Salvatore is an Italian masculine name derived from the Latin "salvator" meaning "saviour" or "rescuer", from "salvare" (to save). It is the Italian equivalent of the Spanish Salvador and was used as a Christian name in honour of Jesus Christ as the saviour of mankind. The name has been prominent in southern Italian and Sicilian naming culture for centuries.

Luigi

The Italian form of Louis, from the Old High German Hlodwig composed of hlod meaning "fame, glory" and wig meaning "war" — thus "famous in battle". The name passed into Latin as Ludovicus, into French as Louis, and into Italian as Luigi.
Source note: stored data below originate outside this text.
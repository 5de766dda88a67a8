// SPDX-License-Identifier: MIT
// Copyright (c) 2026 ADNT Sarl <info@adnt.io>

//! Firmware image footer and update-file header codec.
//!
//! Every flash partition ends with a 28-byte footer describing the image it
//! holds. Update files carry the same information in a 64-byte header that
//! also names the partition type. Both carry two independent CRC-32s:
//! one over the descriptive fields, one over the payload.

use core::fmt::{self, Write as _};

use crc::{Crc, CRC_32_ISO_HDLC};
use serde::{Deserialize, Serialize};
use thiserror::Error;

use crate::le_u32;

const CRC32: Crc<u32> = Crc::<u32>::new(&CRC_32_ISO_HDLC);

pub const FOOTER_MAGIC: [u8; 4] = *b"PMC\0";

/// magic[4], image_len, load_addr, version, rsvd, header_crc, image_crc
pub const FOOTER_LEN: usize = 28;

/// Footer bytes covered by `header_crc`.
const FOOTER_CRC_SPAN: usize = 20;

/// magic[4], image_len, type, load_addr, version, rsvd[9], header_crc, image_crc
pub const HEADER_LEN: usize = 64;

/// Version strings never exceed this many bytes.
pub const VERSION_STR_LEN: usize = 32;

pub type VersionString = heapless::String<VERSION_STR_LEN>;

/// Partition types stored in switch flash.
#[derive(Serialize, Deserialize, Debug, Clone, Copy, PartialEq, Eq, Hash)]
pub enum ImageType {
    Boot = 0x0,
    Map0 = 0x1,
    Map1 = 0x2,
    Img0 = 0x3,
    Dat0 = 0x4,
    Dat1 = 0x5,
    NvLog = 0x6,
    Img1 = 0x7,
}

impl ImageType {
    /// All partition types in code order.
    pub const ALL: [ImageType; 8] = [
        Self::Boot,
        Self::Map0,
        Self::Map1,
        Self::Img0,
        Self::Dat0,
        Self::Dat1,
        Self::NvLog,
        Self::Img1,
    ];

    pub fn from_code(code: u32) -> Result<Self, ImageError> {
        Self::ALL
            .iter()
            .copied()
            .find(|t| t.code() == code)
            .ok_or(ImageError::UnknownType(code))
    }

    pub fn code(self) -> u32 {
        self as u32
    }

    /// Display name shared by both banks of a pair.
    pub fn name(self) -> &'static str {
        match self {
            Self::Boot => "BOOT",
            Self::Map0 | Self::Map1 => "MAP",
            Self::Img0 | Self::Img1 => "IMG",
            Self::Dat0 | Self::Dat1 => "DAT",
            Self::NvLog => "NVLOG",
        }
    }

    pub fn is_firmware_bank(self) -> bool {
        matches!(self, Self::Img0 | Self::Img1)
    }

    pub fn is_config_bank(self) -> bool {
        matches!(self, Self::Dat0 | Self::Dat1)
    }

    /// The other half of a dual-bank pair, if this type has one.
    pub fn alternate(self) -> Option<Self> {
        match self {
            Self::Map0 => Some(Self::Map1),
            Self::Map1 => Some(Self::Map0),
            Self::Img0 => Some(Self::Img1),
            Self::Img1 => Some(Self::Img0),
            Self::Dat0 => Some(Self::Dat1),
            Self::Dat1 => Some(Self::Dat0),
            Self::Boot | Self::NvLog => None,
        }
    }
}

impl fmt::Display for ImageType {
    fn fmt(&self, f: &mut fmt::Formatter<'_>) -> fmt::Result {
        f.write_str(self.name())
    }
}

/// Which image check failed, and on what values.
#[derive(Debug, Clone, Copy, PartialEq, Eq, Error)]
pub enum ImageError {
    #[error("image data truncated: need {need} bytes, got {got}")]
    Truncated { need: usize, got: usize },
    #[error("bad image magic {0:02x?}, not a firmware image")]
    BadMagic([u8; 4]),
    #[error("header CRC mismatch: stored {stored:#010x}, computed {computed:#010x}")]
    HeaderCrc { stored: u32, computed: u32 },
    #[error("declared image length {declared} exceeds the {available} bytes available")]
    LengthExceeded { declared: u32, available: usize },
    #[error("image CRC mismatch: stored {stored:#010x}, computed {computed:#010x}")]
    ImageCrc { stored: u32, computed: u32 },
    #[error("unknown image type {0:#x}")]
    UnknownType(u32),
    #[error("payload of {0} bytes does not fit a 32-bit image length")]
    TooLarge(usize),
}

/// Partition footer.
#[derive(Serialize, Deserialize, Debug, Clone, Copy, PartialEq, Eq)]
pub struct ImageFooter {
    pub magic: [u8; 4],
    pub image_len: u32,
    pub load_addr: u32,
    pub version: u32,
    pub reserved: u32,
    pub header_crc: u32,
    pub image_crc: u32,
}

impl ImageFooter {
    /// Build a footer for `payload` with both CRCs filled in.
    pub fn seal(payload: &[u8], load_addr: u32, version: u32) -> Result<Self, ImageError> {
        let image_len =
            u32::try_from(payload.len()).map_err(|_| ImageError::TooLarge(payload.len()))?;
        let mut ftr = Self {
            magic: FOOTER_MAGIC,
            image_len,
            load_addr,
            version,
            reserved: 0,
            header_crc: 0,
            image_crc: CRC32.checksum(payload),
        };
        ftr.header_crc = ftr.compute_header_crc();
        Ok(ftr)
    }

    /// Decode a footer block, checking magic and header CRC.
    ///
    /// The payload is not looked at; see [`ImageFooter::verify_payload`].
    pub fn decode(block: &[u8]) -> Result<Self, ImageError> {
        if block.len() < FOOTER_LEN {
            return Err(ImageError::Truncated {
                need: FOOTER_LEN,
                got: block.len(),
            });
        }

        let magic = [block[0], block[1], block[2], block[3]];
        if magic != FOOTER_MAGIC {
            return Err(ImageError::BadMagic(magic));
        }

        let ftr = Self {
            magic,
            image_len: le_u32(block, 4),
            load_addr: le_u32(block, 8),
            version: le_u32(block, 12),
            reserved: le_u32(block, 16),
            header_crc: le_u32(block, 20),
            image_crc: le_u32(block, 24),
        };

        let computed = CRC32.checksum(&block[..FOOTER_CRC_SPAN]);
        if computed != ftr.header_crc {
            return Err(ImageError::HeaderCrc {
                stored: ftr.header_crc,
                computed,
            });
        }

        Ok(ftr)
    }

    /// Check the declared length and image CRC against the partition data.
    ///
    /// `data` starts at the partition start; only the first `image_len`
    /// bytes are checksummed.
    pub fn verify_payload(&self, data: &[u8]) -> Result<(), ImageError> {
        let len = self.image_len as usize;
        if len > data.len() {
            return Err(ImageError::LengthExceeded {
                declared: self.image_len,
                available: data.len(),
            });
        }

        let computed = CRC32.checksum(&data[..len]);
        if computed != self.image_crc {
            return Err(ImageError::ImageCrc {
                stored: self.image_crc,
                computed,
            });
        }
        Ok(())
    }

    pub fn to_bytes(&self) -> [u8; FOOTER_LEN] {
        let mut buf = [0u8; FOOTER_LEN];
        buf[..FOOTER_CRC_SPAN].copy_from_slice(&self.crc_fields());
        buf[20..24].copy_from_slice(&self.header_crc.to_le_bytes());
        buf[24..28].copy_from_slice(&self.image_crc.to_le_bytes());
        buf
    }

    pub fn version_string(&self) -> VersionString {
        version_string(self.version)
    }

    fn crc_fields(&self) -> [u8; FOOTER_CRC_SPAN] {
        let mut buf = [0u8; FOOTER_CRC_SPAN];
        buf[0..4].copy_from_slice(&self.magic);
        buf[4..8].copy_from_slice(&self.image_len.to_le_bytes());
        buf[8..12].copy_from_slice(&self.load_addr.to_le_bytes());
        buf[12..16].copy_from_slice(&self.version.to_le_bytes());
        buf[16..20].copy_from_slice(&self.reserved.to_le_bytes());
        buf
    }

    fn compute_header_crc(&self) -> u32 {
        CRC32.checksum(&self.crc_fields())
    }
}

/// Parse and fully validate the footer at the end of a partition image.
///
/// `region` holds the partition contents from its first byte through the
/// footer. Checks run in order: magic, header CRC, declared length,
/// image CRC.
pub fn parse_footer(region: &[u8]) -> Result<ImageFooter, ImageError> {
    if region.len() < FOOTER_LEN {
        return Err(ImageError::Truncated {
            need: FOOTER_LEN,
            got: region.len(),
        });
    }

    let body_len = region.len() - FOOTER_LEN;
    let ftr = ImageFooter::decode(&region[body_len..])?;
    ftr.verify_payload(&region[..body_len])?;
    Ok(ftr)
}

/// Render a packed version word as `major.minor Bbuild`.
pub fn version_string(version: u32) -> VersionString {
    let major = version >> 24;
    let minor = (version >> 16) & 0xFF;
    let build = version & 0xFFFF;

    let mut s = VersionString::new();
    // Longest output is "ff.ff BFFFF", well inside the capacity.
    write!(s, "{:x}.{:02x} B{:03X}", major, minor, build).ok();
    s
}

/// Update-file header.
#[derive(Serialize, Deserialize, Debug, Clone, Copy, PartialEq, Eq)]
pub struct ImageHeader {
    pub image_type: ImageType,
    pub footer: ImageFooter,
}

impl ImageHeader {
    /// Decode and validate an update-file header.
    ///
    /// The header CRC is checked against the footer fields the header
    /// was built from, so a header carries the same guarantee as a footer.
    pub fn parse(buf: &[u8]) -> Result<Self, ImageError> {
        if buf.len() < HEADER_LEN {
            return Err(ImageError::Truncated {
                need: HEADER_LEN,
                got: buf.len(),
            });
        }

        let magic = [buf[0], buf[1], buf[2], buf[3]];
        if magic != FOOTER_MAGIC {
            return Err(ImageError::BadMagic(magic));
        }

        let footer = ImageFooter {
            magic,
            image_len: le_u32(buf, 4),
            load_addr: le_u32(buf, 12),
            version: le_u32(buf, 16),
            reserved: le_u32(buf, 20),
            header_crc: le_u32(buf, 56),
            image_crc: le_u32(buf, 60),
        };

        let computed = footer.compute_header_crc();
        if computed != footer.header_crc {
            return Err(ImageError::HeaderCrc {
                stored: footer.header_crc,
                computed,
            });
        }

        let image_type = ImageType::from_code(le_u32(buf, 8))?;
        Ok(Self { image_type, footer })
    }

    /// Check the payload that follows the header in an update file.
    pub fn verify_payload(&self, payload: &[u8]) -> Result<(), ImageError> {
        self.footer.verify_payload(payload)
    }

    pub fn version_string(&self) -> VersionString {
        self.footer.version_string()
    }
}

/// Produce the update-file header for an image of the given type.
///
/// The footer's reserved word travels in the first reserved header slot
/// so [`ImageHeader::parse`] can re-derive the header CRC.
pub fn write_header(image_type: ImageType, footer: &ImageFooter) -> [u8; HEADER_LEN] {
    let mut buf = [0u8; HEADER_LEN];
    buf[0..4].copy_from_slice(&footer.magic);
    buf[4..8].copy_from_slice(&footer.image_len.to_le_bytes());
    buf[8..12].copy_from_slice(&image_type.code().to_le_bytes());
    buf[12..16].copy_from_slice(&footer.load_addr.to_le_bytes());
    buf[16..20].copy_from_slice(&footer.version.to_le_bytes());
    buf[20..24].copy_from_slice(&footer.reserved.to_le_bytes());
    buf[56..60].copy_from_slice(&footer.header_crc.to_le_bytes());
    buf[60..64].copy_from_slice(&footer.image_crc.to_le_bytes());
    buf
}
It was borne by eighteen kings of France and by Saint Luigi Gonzaga, the Italian Jesuit patron of youth.

Lisette

A French diminutive of Élise or Élisabeth, from the Hebrew Elisheba meaning "my God is an oath" or "my God is abundance". The diminutive suffix -ette gives the name an intimate, affectionate quality typical of the French pet-name tradition. Lisette was a common name in eighteenth-century French literature and theater as a stock name for clever maidservants.

Arturo

The Italian and Spanish form of Arthur, from the Celtic Art (or Arth) meaning "bear" combined possibly with the Brythonic viros meaning "man" — thus "bear-man". Alternatively it may derive from the Roman gens Artorius, whose origin is unknown. Arthur is the legendary king of Britain whose court at Camelot and fellowship of the Round Table became the supreme myth of medieval chivalric civilization.